To predict signal peptides, run signalP:
```{sh,eval=FALSE,chunk.title=TRUE}
export SNIC_TMP=$SNIC_TMP:~/RNAseq_assembly_annotation/RNAseq_annotation/trinotate
signalp -f short -n signalp.out Trinity_200.fa.transdecoder.pep
```
### Transmembrane region
[Tmhmm](http://www.cbs.dtu.dk/~krogh/TMHMM/) software tools is very useful for predicting transmembrane domains.
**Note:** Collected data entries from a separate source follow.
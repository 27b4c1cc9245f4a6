use quickcheck::{Arbitrary, Gen, QuickCheck};

use lexer_automata::nfa::{Config, Context};

use crate::util::run;

/// A syntactically valid pattern over the alphabet `abc`.
#[derive(Clone, Debug)]
struct Pattern(String);

impl Arbitrary for Pattern {
    fn arbitrary(g: &mut Gen) -> Pattern {
        let mut pattern = String::new();
        let depth = u8::arbitrary(g) % 4;
        expr(g, depth, &mut pattern);
        Pattern(pattern)
    }
}

fn expr(g: &mut Gen, depth: u8, out: &mut String) {
    let choice = if depth == 0 { 0 } else { u8::arbitrary(g) % 6 };
    match choice {
        0 | 1 => out.push(*g.choose(&['a', 'b', 'c']).unwrap()),
        2 => {
            expr(g, depth - 1, out);
            expr(g, depth - 1, out);
        }
        3 => {
            expr(g, depth - 1, out);
            out.push('|');
            expr(g, depth - 1, out);
        }
        4 => {
            out.push('(');
            expr(g, depth - 1, out);
            out.push_str(")*");
        }
        _ => {
            out.push('(');
            expr(g, depth - 1, out);
            out.push(')');
        }
    }
}

/// A short input over the alphabet `abc`.
#[derive(Clone, Debug)]
struct Input(Vec<u8>);

impl Arbitrary for Input {
    fn arbitrary(g: &mut Gen) -> Input {
        let len = usize::arbitrary(g) % 7;
        Input((0..len).map(|_| b'a' + u8::arbitrary(g) % 3).collect())
    }
}

fn thompson(config: Config, patterns: &[Pattern]) -> Context {
    let mut ctx = Context::new(config);
    for (token, pattern) in patterns.iter().enumerate() {
        ctx.add_pattern(token as u32, &pattern.0).unwrap();
    }
    ctx
}

fn preserved(
    compact: bool,
    patterns: Vec<Pattern>,
    inputs: Vec<Input>,
) -> bool {
    let patterns = &patterns[..patterns.len().min(3)];
    let original = thompson(Config::new().compact(compact), patterns);
    let mut reduced = original.clone();
    reduced.reduce();
    if reduced.epsilon_count() != 0 {
        return false;
    }
    inputs
        .iter()
        .all(|input| run(&original, &input.0) == run(&reduced, &input.0))
}

#[test]
fn reduction_preserves_language() {
    fn prop(patterns: Vec<Pattern>, inputs: Vec<Input>) -> bool {
        preserved(false, patterns, inputs)
    }
    QuickCheck::new()
        .tests(300)
        .quickcheck(prop as fn(Vec<Pattern>, Vec<Input>) -> bool);
}

#[test]
fn compaction_preserves_language() {
    fn prop(patterns: Vec<Pattern>, inputs: Vec<Input>) -> bool {
        preserved(true, patterns, inputs)
    }
    QuickCheck::new()
        .tests(300)
        .quickcheck(prop as fn(Vec<Pattern>, Vec<Input>) -> bool);
}

#[test]
fn reduced_ids_are_dense() {
    fn prop(patterns: Vec<Pattern>) -> bool {
        let patterns = &patterns[..patterns.len().min(3)];
        let mut ctx = thompson(Config::new(), patterns);
        ctx.reduce();
        let dense = ctx.graph().iter().all(|(id, node)| {
            id.as_u32() == node.data.id && !node.data.visited
        });
        dense
    }
    QuickCheck::new()
        .tests(200)
        .quickcheck(prop as fn(Vec<Pattern>) -> bool);
}

#[test]
fn live_nodes_are_reachable() {
    fn prop(patterns: Vec<Pattern>) -> bool {
        let patterns = &patterns[..patterns.len().min(3)];
        let mut ctx = thompson(Config::new(), patterns);
        ctx.reduce();
        // Every edge leaving a live node leads to a live node.
        let closed = ctx.live_nodes().all(|id| {
            ctx.graph()
                .node(id)
                .edges()
                .iter()
                .all(|e| !ctx.graph().node(e.dest()).data.is_dead())
        });
        closed
    }
    QuickCheck::new()
        .tests(200)
        .quickcheck(prop as fn(Vec<Pattern>) -> bool);
}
Run TMHMM to predict transmembrane regions:
```{sh,eval=FALSE,chunk.title=TRUE}
tmhmm --short < Trinity_200.fa.transdecoder.pep > tmhmm.out
```
## Load results into the database
To load results of your previous analyses you need to copy the database in your folder (otherwise you will not be able to modify it):
```{sh,eval=FALSE,chunk.title=TRUE}
cp ~/RNAseq_assembly_annotation/assembly_annotation/database/trinotate_database/Trinotate.sqlite .
```
You also need the transcript sequences (Trinity_200.fa), the protein sequences (Trinity_200.fa.transdecoder.pep) and a file showing gene/Transcript relationships (tab delimited format: "gene_id(tab)transcript_id"). You are using Trinity assemblies, you can generate this file like this:
```{sh,eval=FALSE,chunk.title=TRUE}
/sw/apps/bioinfo/trinity/2.8.2/rackham/util/support_scripts/get_Trinity_gene_to_trans_map.pl Trinity_200.fa > Trinity_200.fa.gene_trans_map
```
Then you can load those three files into the databases:
```{sh,eval=FALSE,chunk.title=TRUE}
Trinotate Trinotate.sqlite init --gene_trans_map Trinity_200.fa.gene_trans_map --transcript_fasta Trinity_200.fa --transdecoder_pep Trinity_200.fa.transdecoder.pep
```
Load the blast results :
```{sh,eval=FALSE,chunk.title=TRUE}
Trinotate Trinotate.sqlite LOAD_swissprot_blastp swissprot.blastp.outfmt6
Trinotate Trinotate.sqlite LOAD_swissprot_blastx swissprot.blastx.outfmt6
```
Load the other domains results :
```{sh,eval=FALSE,chunk.title=TRUE}
Trinotate Trinotate.sqlite LOAD_pfam TrinotatePFAM.out
Trinotate Trinotate.sqlite LOAD_tmhmm tmhmm.out
Trinotate Trinotate.sqlite LOAD_signalp signalp.out
```
## Output and Annotation Report
From the database you can create a report to visualize the results :
```{sh,eval=FALSE,chunk.title=TRUE}
Trinotate Trinotate.sqlite report > trinotate_annotation_report.xls
```
You can have a look at the parameters if you want to select by evalue or Pfam cutoff.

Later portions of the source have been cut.